impl Function {
    /// Creates an empty function without parameters.
    #[must_use]
    pub fn new(name: impl Into<String>) -> Self {
        Self {
            name: name.into(),
            params: Vec::new(),
            generated: false,
            locals: Vec::new(),
            body: Vec::new(),
            next_var: 0,
        }
    }

    /// Sets the parameter types (builder pattern).
    #[must_use]
    pub fn with_params(mut self, params: Vec<ScalarType>) -> Self {
        self.params = params;
        self
    }

    /// Returns the handle the next [`Function::add_local`] will assign.
    #[must_use]
    pub fn next_local_id(&self) -> LocalId {
        LocalId(self.locals.len())
    }

    /// Declares a local and returns its handle.
    pub fn add_local(&mut self, local: LocalVar) -> LocalId {
        self.locals.push(Some(local));
        LocalId(self.locals.len() - 1)
    }

    /// Returns a live local declaration.
    #[must_use]
    pub fn local(&self, id: LocalId) -> Option<&LocalVar> {
        self.locals.get(id.0).and_then(Option::as_ref)
    }

    /// Iterates all live local declarations.
    pub fn locals(&self) -> impl Iterator<Item = (LocalId, &LocalVar)> {
        self.locals
            .iter()
            .enumerate()
            .filter_map(|(index, local)| local.as_ref().map(|local| (LocalId(index), local)))
    }

    /// Removes a local declaration, leaving its slot empty.
    pub fn remove_local(&mut self, id: LocalId) -> Option<LocalVar> {
        self.locals.get_mut(id.0).and_then(Option::take)
    }

    /// Returns `true` if any instruction stores to the local.
    #[must_use]
    pub fn is_local_stored(&self, id: LocalId) -> bool {
        self.body
            .iter()
            .any(|op| matches!(op, Op::StoreLocal { local, .. } if *local == id))
    }

    /// Returns the instruction list.
    #[must_use]
    pub fn body(&self) -> &[Op] {
        &self.body
    }

    /// Returns the instruction list for in-place edits.
    pub fn body_mut(&mut self) -> &mut Vec<Op> {
        &mut self.body
    }

    /// Replaces the instruction list.
    pub fn set_body(&mut self, body: Vec<Op>) {
        if let Some(max) = body.iter().filter_map(Op::dest).map(|var| var.0 + 1).max() {
            self.next_var = self.next_var.max(max);
        }
        self.body = body;
    }

    /// Allocates a fresh variable.
    pub fn fresh_var(&mut self) -> VarId {
        let var = VarId(self.next_var);
        self.next_var += 1;
        var
    }

    /// Appends an instruction.
    pub fn push(&mut self, op: Op) {
        if let Some(dest) = op.dest() {
            self.next_var = self.next_var.max(dest.0 + 1);
        }
        self.body.push(op);
    }

    /// Appends `dest = arg index` and returns `dest`.
    pub fn arg(&mut self, index: usize) -> VarId {
        let dest = self.fresh_var();
        self.push(Op::Arg { dest, index });
        dest
    }

    /// Appends `dest = value` and returns `dest`.
    pub fn constant(&mut self, value: Value) -> VarId {
        let dest = self.fresh_var();
        self.push(Op::Const { dest, value });
        dest
    }

    /// Appends `dest = load @global` and returns `dest`.
    pub fn load_global(&mut self, global: GlobalId) -> VarId {
        let dest = self.fresh_var();
        self.push(Op::LoadGlobal { dest, global });
        dest
    }

    /// Appends `dest = load @global[index]` and returns `dest`.
    pub fn load_element(&mut self, global: GlobalId, index: VarId) -> VarId {
        let dest = self.fresh_var();
        self.push(Op::LoadElement {
            dest,
            global,
            index,
        });
        dest
    }

    /// Appends `store value, @global`.
    pub fn store_global(&mut self, global: GlobalId, value: VarId) {
        self.push(Op::StoreGlobal { global, value });
    }

    /// Appends `dest = load %local` and returns `dest`.
    pub fn load_local(&mut self, local: LocalId) -> VarId {
        let dest = self.fresh_var();
        self.push(Op::LoadLocal { dest, local });
        dest
    }

    /// Appends `dest = load %local[index]` and returns `dest`.
    pub fn load_local_element(&mut self, local: LocalId, index: VarId) -> VarId {
        let dest = self.fresh_var();
        self.push(Op::LoadLocalElement { dest, local, index });
        dest
    }

    /// Appends `store value, %local`.
    pub fn store_local(&mut self, local: LocalId, value: VarId) {
        self.push(Op::StoreLocal { local, value });
    }

    /// Appends `dest = op left, right` and returns `dest`.
    pub fn binary(&mut self, op: BinaryOp, left: VarId, right: VarId) -> VarId {
        let dest = self.fresh_var();
        self.push(Op::Binary {
            dest,
            op,
            left,
            right,
        });
        dest
    }

    /// Appends `dest = call function(args)` and returns `dest`.
    pub fn call(&mut self, function: FunctionId, args: Vec<VarId>) -> VarId {
        let dest = self.fresh_var();
        self.push(Op::Call {
            dest: Some(dest),
            function,
            args,
        });
        dest
    }

    /// Appends `ret value`.
    pub fn ret(&mut self, value: Option<VarId>) {
        self.push(Op::Return { value });
    }
}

* [Work to complete]: The records are above. How many lines in them contain the word "empty"? Give the number alone.

* [Solution to the exercise]: 2